Wings twitching nervously, he blinked to adjust his eyes to the darkness, and soon the austere antechamber of the guildhall materialised around him. The aroma was cloying, dank, rich with decay. It had almost brought him retching to his knees when his mentor had first brought him to this place, but now he barely noticed it. Now it was the breath of a lover beside him: beautiful, yet striking in its subtlety.
A shuffling. He froze. Stilled his breath and strained his ears. It was probably just Damien going about his duties; if acoustics were strange in Glomdoring, they were utterly bizarre in the passageways of the Blacktalon. Just to be sure, he bonded to Wolf and took a deep sniff. The inevitable scents of entropy were stronger now, richer, multifaceted and stratified, as complex as the universe itself. Or... as complex as the multiverse. Resolutely, he pushed away the thought. A man could not make a decision that he had already made; it was imperative that he remain impartial. For now. Sensing no adventurers but himself, the faeling released the spiritbond. With deep, slow breaths, Versalean looked around again before following the staircase downward, deeper into the bowels of the guildhall.
It grew darker, warmer with each careful descending step, and soon the moisture in the air clung jealously to him. Finally his tread landed on the suppleness of an earthen floor which punctuated each step with the crackle of dead leaves and the crunch of myriad tiny bones. Around him loomed the huge, gnarled roots of the Ravenwood, cradling a hidden alcove that would have been pitch black but for the feeble light of the lichen upon those roots.
He had spent weeks scouting this place, and so it took him scant seconds to locate the circle of black stones. Once they had been part of some sacred fire - of this he had little doubt. But now they served as a beacon of another sort. Quelling a feeling of mounting foreboding, he reached out and placed his hands upon the rough, runed surface of the stones. Usually it took him a moment to find the connection to the ethereal plane, but today it found him. That strange moment of weightlessness and he was tumbling into nothingness.
SPLASH.
He'd forgotten about that. The bog was fetid, and something in the water slithered past his leg. He fought down a surging revulsion and pushed forward through the tree-lined path. A thick fog pervaded the place, pierced intermittently with tiny red lights. Eventually the ground rose up triumphantly from the bog, leading him to a lonely hillock. Yet if walking in the bog had been difficult the hillock was no easier to traverse. The soil undulated beneath his feet, like ripples in an algae swamp, but he continued determinedly, fighting through the steadily thickening undergrowth, weaving through the Ravenwoods that now stood proud all around him. With a last push of determination, after what felt like an eternity, the faeling quietly reached a clearing. He looked left and then right, then stepped into the clearing itself.
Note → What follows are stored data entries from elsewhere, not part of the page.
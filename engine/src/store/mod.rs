//! Embedded store boundary.
//!
//! The sync client only needs a handful of primitives from its local store:
//! append and scan the operation log, bulk delete log entries by predicate,
//! and read and bulk write snapshot records. [`LocalStore`] captures exactly
//! that. Everything is addressed by a *namespace* (type name plus optional
//! partition, see [`TypeRegistration::namespace`](crate::TypeRegistration::namespace))
//! and a [`RecordKey`].
//!
//! The trait is synchronous and takes `&mut self`: every call is made from a
//! unit of work on the [`ProcessingQueue`](crate::ProcessingQueue), so a
//! backend never sees concurrent writers.

mod memory;
mod sqlite;

pub use memory::MemoryStore;
pub use sqlite::SqliteStore;

use crate::{error::StorageError, LocalSnapshotRecord, OperationLogEntry, RecordKey, Timestamp};

/// Result type for store operations.
pub type StoreResult<T> = std::result::Result<T, StorageError>;

/// Which log entries a bulk delete removes.
#[derive(Debug, Clone, Copy)]
pub enum EntryFilter<'a> {
    /// Every entry in the namespace
    All,
    /// Every entry for any of these keys
    Keys(&'a [RecordKey]),
    /// Entries of one key stamped at exactly this time
    KeyAt {
        key: &'a RecordKey,
        modified_at: Timestamp,
    },
}

impl EntryFilter<'_> {
    /// Whether `entry` is selected by this filter.
    pub fn matches(&self, entry: &OperationLogEntry) -> bool {
        match self {
            EntryFilter::All => true,
            EntryFilter::Keys(keys) => keys.contains(&entry.key),
            EntryFilter::KeyAt { key, modified_at } => {
                entry.key == **key && entry.modified_timestamp == *modified_at
            }
        }
    }
}

/// Primitive operations over an embedded store.
///
/// Log scans return entries ordered by modification time, then append
/// order. "Latest" always means the last entry in that order.
pub trait LocalStore: Send {
    /// Prepare storage for a newly registered type (indexes, bookkeeping).
    fn ensure_type(&mut self, type_name: &str) -> StoreResult<()>;

    /// Append a log entry and return the sequence number assigned to it.
    fn append_entry(&mut self, namespace: &str, entry: &OperationLogEntry) -> StoreResult<u64>;

    /// Newest entry for a key, if any.
    fn latest_entry(
        &mut self,
        namespace: &str,
        key: &RecordKey,
    ) -> StoreResult<Option<OperationLogEntry>>;

    /// Every entry for a key, oldest first.
    fn key_history(&mut self, namespace: &str, key: &RecordKey)
        -> StoreResult<Vec<OperationLogEntry>>;

    /// Every entry in a namespace, oldest first.
    fn entries(&mut self, namespace: &str) -> StoreResult<Vec<OperationLogEntry>>;

    /// Delete the entries selected by `filter`, returning how many went away.
    fn delete_entries(&mut self, namespace: &str, filter: EntryFilter<'_>) -> StoreResult<usize>;

    /// Snapshot value of a key.
    fn snapshot_get(
        &mut self,
        namespace: &str,
        key: &RecordKey,
    ) -> StoreResult<Option<serde_json::Value>>;

    /// Every snapshot record in a namespace.
    fn snapshot_all(&mut self, namespace: &str) -> StoreResult<Vec<LocalSnapshotRecord>>;

    /// Replace the whole snapshot set of a namespace.
    fn snapshot_replace(
        &mut self,
        namespace: &str,
        records: &[LocalSnapshotRecord],
    ) -> StoreResult<()>;

    /// Insert or overwrite snapshot records.
    fn snapshot_upsert_many(
        &mut self,
        namespace: &str,
        records: &[LocalSnapshotRecord],
    ) -> StoreResult<()>;

    /// Remove snapshot records, returning how many existed.
    fn snapshot_delete_many(&mut self, namespace: &str, keys: &[RecordKey]) -> StoreResult<usize>;
}
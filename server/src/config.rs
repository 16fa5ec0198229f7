//! Configuration management for the server.

use std::env;

/// Server configuration loaded from environment variables.
#[derive(Debug, Clone)]
pub struct Config {
    /// Server host address
    pub host: String,
    /// Server port
    pub port: u16,
    /// PostgreSQL connection URL; the in-memory store is used without it
    pub database_url: Option<String>,
    /// Bearer secret required on sync requests when set
    pub auth_secret: Option<String>,
    /// Payload field holding the record identity
    pub id_field: String,
    /// Payload field holding the partition key, if documents carry one
    pub partition_field: Option<String>,
}

impl Default for Config {
    fn default() -> Self {
        Self {
            host: "0.0.0.0".to_string(),
            port: 3000,
            database_url: None,
            auth_secret: None,
            id_field: "id".to_string(),
            partition_field: None,
        }
    }
}

impl Config {
    /// Load configuration from environment variables.
    pub fn from_env() -> Result<Self, ConfigError> {
        let defaults = Self::default();

        let host = env::var("HOST").unwrap_or(defaults.host);

        let port = match env::var("PORT") {
            Ok(port) => port.parse().map_err(|_| ConfigError::InvalidPort(port))?,
            Err(_) => defaults.port,
        };

        let database_url = non_empty("DATABASE_URL");
        let auth_secret = non_empty("AUTH_SECRET");
        let id_field = non_empty("SYNC_ID_FIELD").unwrap_or(defaults.id_field);
        let partition_field = non_empty("SYNC_PARTITION_FIELD");

        Ok(Self {
            host,
            port,
            database_url,
            auth_secret,
            id_field,
            partition_field,
        })
    }
}

fn non_empty(name: &str) -> Option<String> {
    env::var(name).ok().filter(|value| !value.trim().is_empty())
}

/// Configuration errors.
#[derive(Debug, thiserror::Error)]
pub enum ConfigError {
    #[error("Invalid PORT value: {0}")]
    InvalidPort(String),
}

#[cfg(test)]
mod tests {
    use super::*;

    #[test]
    fn defaults_use_memory_store_and_id_field() {
        let config = Config::default();
        assert_eq!(config.port, 3000);
        assert!(config.database_url.is_none());
        assert_eq!(config.id_field, "id");
        assert!(config.partition_field.is_none());
    }
}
And there, at the centre of the clearing was the one he had come to see. His goal. A living legend. A small god. Lasher Wyrdenwood.
He was huge, in every sense. Not as big as the Master, certainly, but the faeling could not think of another natural structure that matched the sheer immensity of this sentient tree. He was a tribute to change and decay, Wyrd incarnate. Versalean swallowed, and it was the loudest sound since the Vernal Wars. Invoking the sign of Night, meditating upon her subtle wisdom, he drew the shadows in around him and ran on silent feet into the clearing and -
"You are late," said Lasher.
The faeling froze, straining his senses for whoever the Wyrdenwood was speaking to. He thought he'd Scented after the transversing. Had he forgotten? Or had somebody masked their scent with the gifts of Skunk?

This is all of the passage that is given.